Transfusion. 2010 Jun;50(6):1328-34. doi: 10.1111/j.1537-2995.2009.02556.x. Epub 2010 Jan 8.
HLA antibody testing of previously transfused or pregnant donors may help reduce the risk of transfusion-related acute lung injury (TRALI). However, the prevalence of HLA antibodies in transfused donors has not been well characterized.
Transfusion and pregnancy history was obtained from consenting donors. HLA Class I and II antibody testing was performed by multiantigen bead Luminex platform. Cutoff values for Class I and II antibodies used normalized background ratios of 10.8 and 6.9, respectively.
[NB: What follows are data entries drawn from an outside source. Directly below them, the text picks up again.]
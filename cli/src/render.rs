//! Table rendering for query results

use comfy_table::{ContentArrangement, Table};
use gfx::{
    AttributeMap, CentralityResult, ComponentInfo, DegreeInfo, EdgeRecord, GraphInfo,
    GraphMetadata, GraphStats, Node, PathResult,
};

fn table(header: Vec<&str>) -> Table {
    let mut table = Table::new();
    table.set_content_arrangement(ContentArrangement::Dynamic);
    table.set_header(header);
    table
}

fn optional<T: ToString>(value: Option<T>) -> String {
    value.map(|v| v.to_string()).unwrap_or_else(|| "-".to_string())
}

fn attributes_cell(attributes: &AttributeMap) -> String {
    attributes
        .iter()
        .map(|(k, v)| format!("{}={}", k, v))
        .collect::<Vec<_>>()
        .join(", ")
}

fn key_value(rows: Vec<(&str, String)>) -> Table {
    let mut table = table(vec!["Field", "Value"]);
    for (field, value) in rows {
        table.add_row(vec![field.to_string(), value]);
    }
    table
}

pub fn metadata(meta: &GraphMetadata) -> Table {
    key_value(vec![
        ("version", meta.version.to_string()),
        ("creator", optional(meta.creator.as_deref())),
        ("description", optional(meta.description.as_deref())),
        ("keywords", optional(meta.keywords.as_deref())),
        ("last modified", optional(meta.last_modified.as_deref())),
        ("mode", meta.mode.to_string()),
        ("edge type", meta.default_edge_type.to_string()),
        ("nodes", meta.node_count.to_string()),
        ("edges", meta.edge_count.to_string()),
    ])
}

pub fn info(info: &GraphInfo) -> Table {
    key_value(vec![
        ("version", info.version.to_string()),
        ("mode", info.mode.to_string()),
        ("edge type", info.default_edge_type.to_string()),
        ("nodes", info.node_count.to_string()),
        ("edges", info.edge_count.to_string()),
        ("node attributes", info.node_attributes.join(", ")),
        ("edge attributes", info.edge_attributes.join(", ")),
    ])
}

pub fn stats(stats: &GraphStats) -> Table {
    key_value(vec![
        ("nodes", stats.node_count.to_string()),
        ("edges", stats.edge_count.to_string()),
        ("directed", stats.is_directed.to_string()),
        ("density", format!("{:.4}", stats.density)),
        ("average degree", format!("{:.4}", stats.avg_degree)),
        ("average clustering", format!("{:.4}", stats.avg_clustering)),
        ("connected", stats.is_connected.to_string()),
        ("components", stats.num_components.to_string()),
        ("has cycles", stats.has_cycles.to_string()),
        ("diameter", optional(stats.diameter)),
        ("radius", optional(stats.radius)),
        ("average path length", optional(stats.avg_path_length.map(|v| format!("{:.4}", v)))),
    ])
}

pub fn nodes(nodes: &[&Node]) -> Table {
    let mut table = table(vec!["ID", "Label", "Attributes"]);
    for node in nodes {
        table.add_row(vec![
            node.id.clone(),
            optional(node.label.as_deref()),
            attributes_cell(&node.attributes),
        ]);
    }
    table
}

pub fn edges(edges: &[EdgeRecord<'_>]) -> Table {
    let mut table = table(vec!["ID", "Source", "Target", "Weight", "Kind", "Attributes"]);
    for edge in edges {
        table.add_row(vec![
            edge.id.to_string(),
            edge.source.to_string(),
            edge.target.to_string(),
            optional(edge.weight),
            optional(edge.kind),
            attributes_cell(edge.attributes),
        ]);
    }
    table
}

pub fn paths(paths: &[PathResult]) -> Table {
    let mut table = table(vec!["#", "Length", "Weight", "Path"]);
    for (i, path) in paths.iter().enumerate() {
        table.add_row(vec![
            (i + 1).to_string(),
            path.length.to_string(),
            optional(path.total_weight),
            path.path.join(" -> "),
        ]);
    }
    table
}

pub fn scores(result: &CentralityResult, top: usize) -> Table {
    let mut table = table(vec!["Rank", "Node", result.kind.as_str()]);
    for (rank, (node, score)) in result.top_n(top).into_iter().enumerate() {
        table.add_row(vec![(rank + 1).to_string(), node.to_string(), format!("{:.6}", score)]);
    }
    table
}

pub fn components(info: &ComponentInfo) -> Table {
    let mut table = table(vec!["#", "Size", "Members"]);
    for (i, members) in info.components.iter().enumerate() {
        table.add_row(vec![(i + 1).to_string(), members.len().to_string(), members.join(", ")]);
    }
    table
}

pub fn degrees(degrees: &[DegreeInfo]) -> Table {
    let mut table = table(vec!["Node", "In", "Out", "Total"]);
    for info in degrees {
        table.add_row(vec![
            info.node.clone(),
            info.in_degree.to_string(),
            info.out_degree.to_string(),
            info.degree.to_string(),
        ]);
    }
    table
}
Linear probability models were used to evaluate potential associations between HLA alloimmunization and donor characteristics.
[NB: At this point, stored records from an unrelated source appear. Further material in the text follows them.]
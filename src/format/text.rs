//! Plain-text exports. Attributes are dropped.

use crate::graph::Graph;
use gfx_graph_algorithms::Direction;

/// One line per node: its id, then the ids of its distinct out-neighbors
/// (all neighbors when undirected). Nodes without neighbors still get a
/// line.
pub fn adjacency_list(graph: &Graph) -> String {
    let view = graph.view();
    let ids: Vec<&str> = graph.nodes().map(|n| n.id.as_str()).collect();

    let mut out = String::new();
    for (index, id) in ids.iter().enumerate() {
        out.push_str(id);
        for neighbor in view.distinct_neighbors(index, Direction::Outgoing) {
            out.push(' ');
            out.push_str(ids[neighbor]);
        }
        out.push('\n');
    }
    out
}

/// One line per edge: `source target [weight]`
pub fn edge_list(graph: &Graph) -> String {
    let mut out = String::new();
    for edge in graph.edges() {
        let (source, target) = graph.endpoints(edge);
        out.push_str(source);
        out.push(' ');
        out.push_str(target);
        if let Some(weight) = edge.weight {
            out.push(' ');
            out.push_str(&weight.to_string());
        }
        out.push('\n');
    }
    out
}
fn run(cli: Cli) -> Result<()> {
    let config = load_config(&cli)?;
    let format = cli.format;

    match cli.command {
        Commands::Meta { file } => {
            let meta = load_graph(&file)?.metadata();
            match format {
                OutputFormat::Json => print_json(&meta)?,
                OutputFormat::Table => println!("{}", render::metadata(&meta)),
            }
        }
        Commands::Info { file } => {
            let info = load_graph(&file)?.info();
            match format {
                OutputFormat::Json => print_json(&info)?,
                OutputFormat::Table => println!("{}", render::info(&info)),
            }
        }
        Commands::Nodes {
            file,
            attributes,
            label,
            limit,
        } => {
            let graph = load_graph(&file)?;
            let mut filter = NodeFilter::new();
            for (key, value) in attributes {
                filter = filter.attribute(key, value);
            }
            if let Some(pattern) = label {
                filter = filter.label_glob(&pattern)?;
            }
            let nodes: Vec<_> = graph
                .nodes_matching(&filter)
                .take(limit.unwrap_or(usize::MAX))
                .collect();
            match format {
                OutputFormat::Json => print_json(&nodes)?,
                OutputFormat::Table => {
                    println!("{}", render::nodes(&nodes));
                    println!("{} node(s)", nodes.len());
                }
            }
        }
        Commands::Edges {
            file,
            attributes,
            source,
            target,
            kind,
            limit,
        } => {
            let graph = load_graph(&file)?;
            let mut filter = EdgeFilter::new();
            for (key, value) in attributes {
                filter = filter.attribute(key, value);
            }
            if let Some(source) = source {
                filter = filter.source(source);
            }
            if let Some(target) = target {
                filter = filter.target(target);
            }
            if let Some(kind) = kind {
                filter = filter.kind(kind);
            }
            let indices: Vec<EdgeIndex> = graph
                .edges_matching(&filter)
                .map(|(index, _)| index)
                .take(limit.unwrap_or(usize::MAX))
                .collect();
            let records: Vec<_> = indices
                .into_iter()
                .filter_map(|index| graph.edge_record(index))
                .collect();
            match format {
                OutputFormat::Json => print_json(&records)?,
                OutputFormat::Table => {
                    println!("{}", render::edges(&records));
                    println!("{} edge(s)", records.len());
                }
            }
        }
        Commands::Neighbors {
            file,
            node,
            direction,
            depth,
        } => {
            let graph = load_graph(&file)?;
            let found = Analyzer::with_config(&graph, config).neighbors(&node, direction.into(), depth)?;
            match format {
                OutputFormat::Json => print_json(&found)?,
                OutputFormat::Table => println!("{}", render::nodes(&found)),
            }
        }
        Commands::Path {
            file,
            source,
            target,
            weighted,
        } => {
            let graph = load_graph(&file)?;
            let path = Analyzer::with_config(&graph, config).shortest_path(&source, &target, weighted)?;
            match (format, path) {
                (OutputFormat::Json, path) => print_json(&path)?,
                (OutputFormat::Table, Some(path)) => println!("{}", render::paths(&[path])),
                (OutputFormat::Table, None) => println!("No path from {} to {}", source, target),
            }
        }
        Commands::AllPaths {
            file,
            source,
            target,
            max_depth,
        } => {
            let graph = load_graph(&file)?;
            let paths = Analyzer::with_config(&graph, config).all_paths(&source, &target, max_depth)?;
            match format {
                OutputFormat::Json => print_json(&paths)?,
                OutputFormat::Table => {
                    println!("{}", render::paths(&paths));
                    println!("{} path(s)", paths.len());
                }
            }
        }
        Commands::HasPath { file, source, target } => {
            let graph = load_graph(&file)?;
            let found = Analyzer::with_config(&graph, config).has_path(&source, &target)?;
            match format {
                OutputFormat::Json => print_json(&serde_json::json!({
                    "source": source,
                    "target": target,
                    "has_path": found,
                }))?,
                OutputFormat::Table => println!("{}", found),
            }
        }
        Commands::Reachable {
            file,
            node,
            direction,
            max_depth,
        } => {
            let graph = load_graph(&file)?;
            let found = Analyzer::with_config(&graph, config).reachable(&node, direction.into(), max_depth)?;
            match format {
                OutputFormat::Json => print_json(&found)?,
                OutputFormat::Table => {
                    println!("{}", render::nodes(&found));
                    println!("{} node(s) reachable", found.len());
                }
            }
        }
        Commands::CommonNeighbors { file, first, second } => {
            let graph = load_graph(&file)?;
            let found = Analyzer::with_config(&graph, config).common_neighbors(&first, &second)?;
            match format {
                OutputFormat::Json => print_json(&found)?,
                OutputFormat::Table => println!("{}", render::nodes(&found)),
            }
        }
        Commands::Stats { file } => {
            let graph = load_graph(&file)?;
            let stats = Analyzer::with_config(&graph, config).stats();
            match format {
                OutputFormat::Json => print_json(&stats)?,
                OutputFormat::Table => println!("{}", render::stats(&stats)),
            }
        }
        Commands::Centrality {
            file,
            kind,
            top,
            weighted,
        } => {
            let graph = load_graph(&file)?;
            let result = Analyzer::with_config(&graph, config).centrality(kind, weighted)?;
            match format {
                OutputFormat::Json => {
                    let ranked: Vec<_> = result
                        .top_n(top)
                        .into_iter()
                        .map(|(node, score)| serde_json::json!({ "node": node, "score": score }))
                        .collect();
                    print_json(&serde_json::json!({ "kind": result.kind, "top": ranked }))?;
                }
                OutputFormat::Table => println!("{}", render::scores(&result, top)),
            }
        }
        Commands::Components { file, kind } => {
            let graph = load_graph(&file)?;
            let info = Analyzer::with_config(&graph, config).components(kind.into());
            match format {
                OutputFormat::Json => print_json(&info)?,
                OutputFormat::Table => {
                    println!("{}", render::components(&info));
                    println!("{} {} component(s)", info.num_components, info.kind);
                }
            }
        }
        Commands::Degree { file, node, top } => {
            let graph = load_graph(&file)?;
            let analyzer = Analyzer::with_config(&graph, config);
            let degrees = match node {
                Some(id) => vec![analyzer.degree(&id)?],
                None => {
                    let mut all = analyzer.degrees();
                    all.truncate(top.unwrap_or(usize::MAX));
                    all
                }
            };
            match format {
                OutputFormat::Json => print_json(&degrees)?,
                OutputFormat::Table => println!("{}", render::degrees(&degrees)),
            }
        }
        Commands::Ego {
            file,
            node,
            radius,
            output,
        } => {
            let graph = load_graph(&file)?;
            let ego = graph.ego_graph(&node, radius)?;
            show_subgraph(&ego, output.as_deref(), format)?;
        }
        Commands::Subgraph { file, nodes, output } => {
            let graph = load_graph(&file)?;
            let sub = graph.induced_subgraph(&nodes)?;
            show_subgraph(&sub, output.as_deref(), format)?;
        }
        Commands::Export { file, to, output } => {
            let graph = load_graph(&file)?;
            let mut content = graph.export(to)?;
            if !content.ends_with('\n') {
                content.push('\n');
            }
            write_or_print(output.as_deref(), &content)?;
        }
    }

    Ok(())
}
A total of 7920 donors (2086 males and 5834 females) were tested. HLA antibody prevalence did not significantly differ between 895 transfused (1.7%) and 1138 nontransfused males (1.0%; odds ratio [OR], 1.75; 95% confidence interval [CI], 0.80-3.82]. Prevalence in 45 transfused nulliparous females (4.4%; 95% CI, 0.1%-11.8%) was not different from the 1.6% prevalence in 1732 nontransfused nulliparous females (OR, 2.94; 95% CI, 0.68-12.74). Transfused parous females had higher prevalence than nontransfused counterparts (p = 0.004; OR, 1.39; 95% CI, 1.07-1.80). In a linear probability model, the estimated additive risk of transfusion-induced alloimmunization was only 0.8% (95% CI, -0.2% to 1.8%; p = 0.10). Donor transfusion history showed that 58% of transfusions occurred more than 10 years previously.
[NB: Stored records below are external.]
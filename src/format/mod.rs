//! Serialized graph formats
//!
//! GEXF and node-link JSON are read and written losslessly. GraphML,
//! adjacency lists and edge lists are export-only; the two text formats
//! drop every attribute. Graph-level attributes survive node-link JSON
//! only; GEXF has nowhere to put them.

pub mod gexf;
pub mod graphml;
pub mod nodelink;
pub mod text;

use crate::error::{GfxError, GfxResult};
use crate::graph::Graph;
use serde::{Deserialize, Serialize};
use std::fmt;
use std::io::{BufReader, Read};
use std::str::FromStr;

/// Output formats understood by [`export`]
#[derive(Debug, Clone, Copy, PartialEq, Eq, Hash, Serialize, Deserialize)]
#[serde(rename_all = "lowercase")]
pub enum ExportFormat {
    /// Node-link JSON (`nodes` + `links`)
    #[serde(rename = "json")]
    NodeLinkJson,
    Gexf,
    #[serde(rename = "graphml")]
    GraphMl,
    #[serde(rename = "adjlist")]
    AdjacencyList,
    #[serde(rename = "edgelist")]
    EdgeList,
}

impl ExportFormat {
    pub const ALL: [ExportFormat; 5] = [
        ExportFormat::NodeLinkJson,
        ExportFormat::Gexf,
        ExportFormat::GraphMl,
        ExportFormat::AdjacencyList,
        ExportFormat::EdgeList,
    ];

    pub fn as_str(&self) -> &'static str {
        match self {
            ExportFormat::NodeLinkJson => "json",
            ExportFormat::Gexf => "gexf",
            ExportFormat::GraphMl => "graphml",
            ExportFormat::AdjacencyList => "adjlist",
            ExportFormat::EdgeList => "edgelist",
        }
    }

    /// Whether a re-import restores the graph exactly
    pub fn is_lossless(&self) -> bool {
        matches!(self, ExportFormat::NodeLinkJson | ExportFormat::Gexf)
    }
}

impl fmt::Display for ExportFormat {
    fn fmt(&self, f: &mut fmt::Formatter<'_>) -> fmt::Result {
        f.write_str(self.as_str())
    }
}

impl FromStr for ExportFormat {
    type Err = GfxError;

    fn from_str(s: &str) -> Result<Self, Self::Err> {
        let wanted = s.trim().to_ascii_lowercase();
        ExportFormat::ALL
            .into_iter()
            .find(|format| format.as_str() == wanted)
            .ok_or_else(|| {
                GfxError::InvalidArgument(format!(
                    "unknown export format '{}' (expected json, gexf, graphml, adjlist or edgelist)",
                    s
                ))
            })
    }
}

/// Render `graph` in the requested format.
pub fn export(graph: &Graph, format: ExportFormat) -> GfxResult<String> {
    match format {
        ExportFormat::NodeLinkJson => nodelink::to_json(graph),
        ExportFormat::Gexf => gexf::write(graph),
        ExportFormat::GraphMl => graphml::write(graph),
        ExportFormat::AdjacencyList => Ok(text::adjacency_list(graph)),
        ExportFormat::EdgeList => Ok(text::edge_list(graph)),
    }
}

/// Any XML-level failure becomes a format error.
pub(crate) fn xml_error<E: fmt::Display>(err: E) -> GfxError {
    GfxError::format(format!("XML error: {}", err))
}

impl Graph {
    /// Parse a GEXF document held in memory.
    pub fn from_gexf_str(document: &str) -> GfxResult<Graph> {
        gexf::parse(document)
    }

    /// Parse a GEXF document from an already opened stream. The bytes are
    /// decoded per the document's XML declaration.
    pub fn from_gexf_reader<R: Read>(reader: R) -> GfxResult<Graph> {
        gexf::parse_reader(BufReader::new(reader))
    }

    /// Re-import a document written by [`Graph::to_node_link_json`].
    pub fn from_node_link_json(document: &str) -> GfxResult<Graph> {
        nodelink::parse(document)
    }

    pub fn to_gexf(&self) -> GfxResult<String> {
        gexf::write(self)
    }

    pub fn to_node_link_json(&self) -> GfxResult<String> {
        nodelink::to_json(self)
    }

    pub fn export(&self, format: ExportFormat) -> GfxResult<String> {
        export(self, format)
    }
}

#[cfg(test)]
mod tests {
    use super::*;
    use crate::error::ErrorKind;

    #[test]
    fn test_format_names() {
        for format in ExportFormat::ALL {
            assert_eq!(format.as_str().parse::<ExportFormat>().unwrap(), format);
        }
        assert_eq!(" GraphML ".parse::<ExportFormat>().unwrap(), ExportFormat::GraphMl);
        assert_eq!("dot".parse::<ExportFormat>().unwrap_err().kind(), ErrorKind::Other);
        assert!(ExportFormat::Gexf.is_lossless());
        assert!(!ExportFormat::EdgeList.is_lossless());
    }

    #[test]
    fn test_reader_input() {
        let document = br#"<gexf version="1.1"><graph defaultedgetype="directed"><edges><edge source="a" target="b"/></edges></graph></gexf>"#;
        let graph = Graph::from_gexf_reader(&document[..]).unwrap();
        assert_eq!(graph.node_count(), 2);
        assert!(graph.is_directed());
    }

    #[test]
    fn test_latin1_reader_input() {
        let mut document = br#"<?xml version="1.0" encoding="ISO-8859-1"?>
<gexf version="1.3"><graph><nodes><node id="a" label="Caf"#
            .to_vec();
        document.push(0xE9);
        document.extend_from_slice(br#""/></nodes></graph></gexf>"#);

        let graph = Graph::from_gexf_reader(&document[..]).unwrap();
        assert_eq!(graph.node("a").unwrap().label.as_deref(), Some("Caf\u{e9}"));
    }

    #[test]
    fn test_undecodable_bytes_are_format_errors() {
        let bytes: &[u8] = &[0x3c, 0xff, 0xfe];
        assert_eq!(Graph::from_gexf_reader(bytes).unwrap_err().kind(), ErrorKind::Format);
    }

    #[test]
    fn test_graph_attributes_only_survive_json() {
        let mut builder = Graph::builder(crate::graph::DefaultEdgeType::Directed);
        builder.attributes_mut().insert("name".into(), "mesh".into());
        builder.add_edge("a", "b");
        let graph = builder.build();

        let json = Graph::from_node_link_json(&graph.to_node_link_json().unwrap()).unwrap();
        assert_eq!(json.attributes(), graph.attributes());

        let gexf = Graph::from_gexf_str(&graph.to_gexf().unwrap()).unwrap();
        assert!(gexf.attributes().is_empty());
        assert_eq!(gexf.edge_count(), 1);
    }
}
Transfused volunteer blood donors do not appear to have a significantly higher prevalence of HLA antibodies than their nontransfused counterparts. Thus, in an effort to reduce TRALI risk, ascertaining past history of transfusion and testing these donors for HLA antibodies is not necessary.
对先前接受过输血或妊娠的供者进行 HLA 抗体检测有助于降低输血相关性急性肺损伤(TRALI)的风险。然而,输血供者中 HLA 抗体的流行情况尚未得到充分描述。
从同意的供者获得输血和妊娠史。通过多抗原珠流式细胞仪平台进行 HLA Ⅰ类和Ⅱ类抗体检测。使用归一化背景比分别为 10.8 和 6.9 的值来确定Ⅰ类和Ⅱ类抗体的临界值。线性概率模型用于评估 HLA 同种免疫与供者特征之间的潜在关联。
共检测了 7920 名供者(2086 名男性和 5834 名女性)。895 名接受输血的男性(1.7%)和 1138 名未接受输血的男性(1.0%)之间的 HLA 抗体流行率无显著差异(比值比 [OR],1.75;95%置信区间 [CI],0.80-3.82)。45 名接受输血的未生育女性(4.4%;95%CI,0.1%-11.8%)的流行率与 1732 名未接受输血的未生育女性(OR,2.94;95%CI,0.68-12.74)的流行率无差异。接受输血的生育女性比未接受输血的生育女性有更高的流行率(p=0.004;OR,1.39;95%CI,1.07-1.80)。在线性概率模型中,输血诱导同种免疫的估计附加风险仅为 0.8%(95%CI,-0.2%至 1.8%;p=0.10)。供者输血史显示,58%的输血发生在 10 年以前。
接受输血的志愿献血者似乎没有比未接受输血的供者更高的 HLA 抗体流行率。因此,为了降低 TRALI 风险,确定过去的输血史并对这些供者进行 HLA 抗体检测是不必要的。